La guardia afro ofrece alternativas concretas a estos jóvenes en riesgo. El acompañamiento personalizado genera vínculos de confianza que pueden salvar vidas. Además, las actividades culturales y productivas abren caminos diferentes al de la ilegalidad.
Las huertas comunitarias enseñan oficios y generan ingresos modestos pero dignos. Los grupos culturales ofrecen espacios de expresión y pertenencia. Estos espacios compiten directamente con la seducción de las economías criminales.
La articulación con autoridades civiles es otro aspecto clave del trabajo de la guardia. Aunque mantienen autonomía comunitaria, reconocen la importancia de coordinar con instituciones estatales. Esta relación permite canalizar casos que requieren intervención oficial.
Sin embargo, la relación con el Estado sigue siendo compleja y contradictoria. La ausencia histórica de inversión social contrasta con las demandas de orden público. Las comunidades han tenido que organizarse ante el abandono institucional.
La guardia afro evidencia esta contradicción al asumir funciones que deberían ser estatales. Al mismo tiempo, demuestra la capacidad organizativa de comunidades históricamente excluidas. Su existencia es simultáneamente una denuncia y una propuesta.
El reconocimiento oficial de Llano Verde como barrio es una demanda pendiente. Este reconocimiento desbloquearía recursos para infraestructura, educación y salud. También facilitaría la titulación de predios y el acceso a servicios básicos.
Mientras tanto, las mujeres de la guardia trabajan con los recursos disponibles. Su compromiso no depende de reconocimientos formales o apoyos institucionales. Nace de la urgencia de proteger a sus hijos y a su comunidad.
Esta autonomía comunitaria es una fortaleza del proceso. No esperan que soluciones lleguen desde afuera para comenzar a actuar. Construyen alternativas desde abajo, desde la experiencia cotidiana del territorio.

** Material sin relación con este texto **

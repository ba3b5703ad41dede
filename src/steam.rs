use std::sync::Arc;

use derivative::Derivative;
use serde_json::Value;

use crate::StdResult;

#[derive(Debug, thiserror::Error)]
pub enum FetchError {
    #[error("HTTP error: {0}")]
    Http(reqwest::Error),
    #[error("Invalid API URL: {0}")]
    InvalidUrl(url::ParseError),
    #[error("JSON Deserialization error: {0}")]
    JsonDeserialize(serde_json::Error),
}

impl From<reqwest::Error> for FetchError {
    fn from(error: reqwest::Error) -> Self {
        FetchError::Http(error)
    }
}

impl From<url::ParseError> for FetchError {
    fn from(error: url::ParseError) -> Self {
        FetchError::InvalidUrl(error)
    }
}

impl From<serde_json::Error> for FetchError {
    fn from(error: serde_json::Error) -> Self {
        FetchError::JsonDeserialize(error)
    }
}

/// Reads a response body as JSON, keeping decode failures apart from
/// transport failures.
pub async fn read_json(res: reqwest::Response) -> StdResult<Value, FetchError> {
    let body = res.error_for_status()?.text().await?;
    decode_json(&body)
}

fn decode_json(body: &str) -> StdResult<Value, FetchError> {
    Ok(serde_json::from_str(body)?)
}

/// Steam Web API client. Responses are handed back untouched; reading them
/// is [`crate::library`]'s job.
#[derive(Clone, Derivative)]
#[derivative(Debug)]
pub struct Client {
    #[derivative(Debug = "ignore")]
    http: reqwest::Client,
    api_base: Arc<url::Url>,
    #[derivative(Debug = "ignore")]
    api_key: Arc<String>,
    steam_id: Arc<String>,
}

impl Client {
    pub fn new(api_base: url::Url, api_key: impl Into<String>, steam_id: impl Into<String>) -> Self {
        Self {
            http: reqwest::Client::new(),
            api_base: Arc::new(api_base),
            api_key: Arc::new(api_key.into()),
            steam_id: Arc::new(steam_id.into()),
        }
    }

    fn owned_games_request(&self) -> StdResult<reqwest::RequestBuilder, FetchError> {
        let url = self.api_base.join("IPlayerService/GetOwnedGames/v1/")?;
        let query = [
            ("key", self.api_key.as_str()),
            ("steamid", self.steam_id.as_str()),
            ("include_played_free_games", "1"),
            ("format", "json"),
        ];

        Ok(self.http.get(url).query(&query))
    }

    fn wishlist_request(&self) -> StdResult<reqwest::RequestBuilder, FetchError> {
        let url = self.api_base.join("IWishlistService/GetWishlist/v1/")?;
        let query = [
            ("key", self.api_key.as_str()),
            ("steamid", self.steam_id.as_str()),
        ];

        Ok(self.http.get(url).query(&query))
    }

    #[tracing::instrument(level = "debug", err)]
    pub async fn fetch_owned_games(&self) -> StdResult<Value, FetchError> {
        let res = self.owned_games_request()?.send().await?;
        read_json(res).await
    }

    #[tracing::instrument(level = "debug", err)]
    pub async fn fetch_wishlist(&self) -> StdResult<Value, FetchError> {
        let res = self.wishlist_request()?.send().await?;
        read_json(res).await
    }
}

El modelo de guardia afro urbana podría inspirar procesos similares en otras ciudades. Muchas urbes colombianas tienen barrios con características parecidas a Llano Verde. Comunidades afrodescendientes desplazadas enfrentan violencias similares en diferentes contextos urbanos.
La sistematización de esta experiencia sería valiosa para otros territorios. Documentar aciertos, dificultades y aprendizajes facilitaría la réplica del modelo. Además, fortalecería redes entre guardias comunitarias de diferentes regiones.
El intercambio de experiencias entre guardias urbanas y rurales también enriquecería los procesos. Aunque los contextos difieren, enfrentan desafíos comunes relacionados con la violencia. Compartir estrategias ampliaría el repertorio de respuestas comunitarias.
Las 31 mujeres que lideran esta guardia son sobrevivientes de múltiples violencias. Han enfrentado el desplazamiento forzado que las arrancó de sus territorios ancestrales. También han sobrevivido a la violencia urbana que amenaza diariamente a sus familias.
Muchas han perdido hijos, hermanos o compañeros en hechos violentos. Este dolor podría haberlas paralizado o llenado de resentimiento. Sin embargo, lo transformaron en motor para proteger a otros.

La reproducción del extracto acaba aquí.